Who’s better to develop a future successor to Jason Kelce than Jeff Stoutland? While Kelce can provide perfect mentor-ship to his protege.

Pick 189 – Josh Ball – OT

More development!

The OT depth seems to be set with Dillard, Mailata, Johnson, and Driscoll. But we’re really not sure how much longer Dillard will be on the team, Johnson is also getting older and the injury bug has been biting him a bit more lately, Driscoll showed flashes at RT but still has a ways to go, and Mailata was definitely hit or miss (with more hits, don’t get that twisted).

Josh Ball is a massive 6’8″ 350 lbs and has the athleticism needed for left tackle. He also has 35 inch arms, very desirable for a tackle.

He will need to answer big time character concerns. He was dismissed from Florida State in 2018 due to accusations of dating violence.

Pick 224 – Rakeem Boyd – RB

You think me and Liam are on the same page?

From “Last Chance U” to the NFL, Boyd is a popular running back target in late rounds.

Very stiff, needs time to build up speed (although his 10 yard split suggests a good initial burst), can have tunnel vision. There’s a lot to work on for Boyd. He won’t be a home run hitter, but at 5’11” 213 lbs he can be an effective short yardage back behind Miles Sanders.

Pick 225 – Dax Milne – WR

I’ll admit how surprised I was to see Milne available this late in The Draft Network’s simulation, but he was there. Save the yelling.

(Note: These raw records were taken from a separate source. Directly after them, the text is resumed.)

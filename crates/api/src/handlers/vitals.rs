//! Vital reading ingestion.

use axum::extract::State;
use axum::Json;
use serde::{Deserialize, Serialize};
use vitalwatch_core::alert::Alert;
use vitalwatch_core::error::CoreError;
use vitalwatch_core::roles::Role;
use vitalwatch_core::types::Timestamp;
use vitalwatch_core::vitals::VitalReading;
use vitalwatch_events::pipeline::extract_context;

use crate::error::{AppError, AppResult};
use crate::middleware::auth::AuthUser;
use crate::response::DataResponse;
use crate::state::AppState;

#[derive(Debug, Deserialize)]
#[serde(rename_all = "camelCase")]
pub struct VitalPayload {
    #[serde(alias = "patient_id")]
    pub patient_id: String,
    #[serde(alias = "vital_type", alias = "type")]
    pub vital_type: String,
    pub value: serde_json::Value,
    #[serde(default)]
    pub unit: Option<String>,
    #[serde(default)]
    pub timestamp: Option<Timestamp>,
}

#[derive(Debug, Serialize)]
pub struct IngestResponse {
    /// False when the value was not numeric or the vital type was blank.
    pub accepted: bool,
    /// The alert this reading raised, if any.
    pub alert: Option<Alert>,
}

/// POST /api/v1/vitals -- feed one reading into the alert pipeline.
///
/// Patients may only submit their own readings.
pub async fn ingest(
    user: AuthUser,
    State(state): State<AppState>,
    Json(raw): Json<serde_json::Value>,
) -> AppResult<Json<DataResponse<IngestResponse>>> {
    let payload: VitalPayload = serde_json::from_value(raw.clone())
        .map_err(|e| AppError::BadRequest(format!("Invalid vital reading: {e}")))?;

    if user.role == Role::Patient && user.user_id != payload.patient_id {
        return Err(AppError::Core(CoreError::Forbidden(
            "Patients may only submit their own vitals".into(),
        )));
    }

    let Some(reading) = VitalReading::from_raw(
        payload.patient_id.trim(),
        &payload.vital_type,
        &payload.value,
        payload.unit.as_deref(),
        payload.timestamp,
    ) else {
        tracing::debug!(
            patient_id = %payload.patient_id,
            vital_type = %payload.vital_type,
            "Ignoring unusable vital reading"
        );
        return Ok(Json(DataResponse {
            data: IngestResponse {
                accepted: false,
                alert: None,
            },
        }));
    };

    let alert = state
        .pipeline
        .process_reading(&reading, extract_context(&raw))
        .await;

    Ok(Json(DataResponse {
        data: IngestResponse {
            accepted: true,
            alert,
        },
    }))
}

At 6’0.5″ 190 lbs, Dax is a tiny fella, but he plays big.

Being presumably the second overall pick Zach Wilson‘s go to target in 2020, Milne hauled in 70 receptions for 1,188 yards and eight touchdowns. The best part about that? His hands:

The three names above Milne’s name will all be gone by early day two.

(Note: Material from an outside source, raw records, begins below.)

use std::sync::Arc;

use axum::body::Bytes;
use axum::extract::ws::{Message, WebSocket, WebSocketUpgrade};
use axum::extract::{Query, State};
use axum::response::IntoResponse;
use futures::{SinkExt, StreamExt};
use serde::Deserialize;
use vitalwatch_core::roles::Role;
use vitalwatch_events::lifecycle::Acknowledger;
use vitalwatch_events::registry::PatientScope;
use vitalwatch_events::sink::{PushFrame, PushSink};

use crate::error::{AppError, AppResult};
use crate::middleware::auth::AuthUser;
use crate::middleware::rbac::{acknowledgment_role, resolve_subscription};
use crate::state::AppState;

/// Outbound frames buffered per connection before pushes start waiting.
const PUSH_BUFFER: usize = 32;

#[derive(Debug, Deserialize)]
pub struct AlertSocketQuery {
    pub role: String,
    pub patient_id: Option<String>,
}

/// Inbound client frame. Only `{"event": "ack", ...}` is acted on.
#[derive(Debug, Deserialize)]
struct ClientFrame {
    #[serde(alias = "type")]
    event: Option<String>,
    #[serde(rename = "alertId", alias = "alert_id")]
    alert_id: Option<String>,
    #[serde(rename = "patientId", alias = "patient_id")]
    patient_id: Option<String>,
    status: Option<String>,
    note: Option<String>,
}

/// GET /api/v1/alerts/ws -- upgrade to a push-delivery alert socket.
///
/// The subscription key is checked before upgrading, so a forbidden scope
/// is rejected with a plain HTTP error.
pub async fn alert_ws_handler(
    ws: WebSocketUpgrade,
    user: AuthUser,
    Query(query): Query<AlertSocketQuery>,
    State(state): State<AppState>,
) -> AppResult<impl IntoResponse> {
    let requested: Role = query.role.parse()?;
    let (scope, role) = resolve_subscription(&user, requested, query.patient_id.as_deref())?;

    Ok(ws.on_upgrade(move |socket| handle_socket(socket, state, user, scope, role)))
}

/// Manage a single alert WebSocket after upgrade.
///
///   1. Subscribes a push sink for the connection in the registry.
///   2. Spawns a writer task that drains the sink's frames to the socket.
///   3. Processes inbound acknowledgment frames on the current task.
///   4. Unsubscribes and cleans up on disconnect.
async fn handle_socket(
    socket: WebSocket,
    state: AppState,
    user: AuthUser,
    scope: PatientScope,
    role: Role,
) {
    let conn_id = uuid::Uuid::new_v4().to_string();

    let (sink, mut frames) = PushSink::channel(PUSH_BUFFER, state.config.push_send_timeout());
    state
        .ws_manager
        .add(conn_id.clone(), sink.sender())
        .await;
    let subscription = state
        .registry
        .subscribe_guarded(scope.clone(), role, Arc::new(sink));

    tracing::info!(
        conn_id = %conn_id,
        user_id = %user.user_id,
        role = %role,
        patient_id = %scope,
        "Alert WebSocket connected"
    );

    let (mut ws_sink, mut stream) = socket.split();

    // Writer task: forward alert events, pings and close frames.
    let writer_conn_id = conn_id.clone();
    let send_task = tokio::spawn(async move {
        while let Some(frame) = frames.recv().await {
            let msg = match frame {
                PushFrame::Event(event) => Message::Text(event.to_json().into()),
                PushFrame::Keepalive => Message::Ping(Bytes::new()),
                PushFrame::Close => {
                    let _ = ws_sink.send(Message::Close(None)).await;
                    break;
                }
            };
            if ws_sink.send(msg).await.is_err() {
                tracing::debug!(conn_id = %writer_conn_id, "WebSocket sink closed");
                break;
            }
        }
    });

    // Receiver loop: acknowledgments from the client.
    while let Some(result) = stream.next().await {
        match result {
            Ok(Message::Text(text)) => {
                handle_client_frame(&state, &user, &scope, text.as_str()).await;
            }
            Ok(Message::Close(_)) => break,
            Ok(Message::Pong(_)) => {
                tracing::trace!(conn_id = %conn_id, "Pong received");
            }
            Ok(_) => {}
            Err(e) => {
                tracing::debug!(conn_id = %conn_id, error = %e, "WebSocket receive error");
                break;
            }
        }
    }

    subscription.release();
    state.ws_manager.remove(&conn_id).await;
    send_task.abort();
    tracing::info!(conn_id = %conn_id, "Alert WebSocket disconnected");
}

/// Act on one inbound frame. Acknowledgments follow the same rules as the
/// HTTP endpoint; the subscription scope supplies a missing `patientId`.
async fn handle_client_frame(state: &AppState, user: &AuthUser, scope: &PatientScope, raw: &str) {
    let Ok(frame) = serde_json::from_str::<ClientFrame>(raw) else {
        return;
    };
    if frame.event.as_deref() != Some("ack") {
        return;
    }

    let patient_id = frame.patient_id.or_else(|| match scope {
        PatientScope::Patient(id) => Some(id.clone()),
        PatientScope::All => None,
    });
    let (Some(alert_id), Some(patient_id)) = (frame.alert_id, patient_id) else {
        return;
    };

    let acknowledged = match acknowledgment_role(user, &patient_id) {
        Ok(role) => {
            let by = Acknowledger::new(user.user_id.clone(), role);
            state
                .lifecycle
                .acknowledge(&alert_id, &patient_id, &by, frame.status, frame.note)
                .await
                .map_err(AppError::from)
        }
        Err(e) => Err(e),
    };
    if let Err(e) = acknowledged {
        tracing::debug!(
            alert_id = %alert_id,
            user_id = %user.user_id,
            error = %e,
            "WebSocket acknowledgment rejected"
        );
    }
}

Did you see the Siranni breakdown about routes? You won’t see Milne splitting any bananas in his routes. Dax is a technician on the field and cuts on a dime.

So why the drop in the draft? In addition to his height limitations, he doesn’t have elite speed (4.57 40) and is very weak at creating separation because of it. He relies heavily on his footwork to create space but you’ll often find his catches being the contested version due to defenders being so close by at all times.

While Greg Ward is currently that “hands” receiver for the Eagles, Sirianni could view Milne as an upgrade in that regard and strike gold in the sixth round.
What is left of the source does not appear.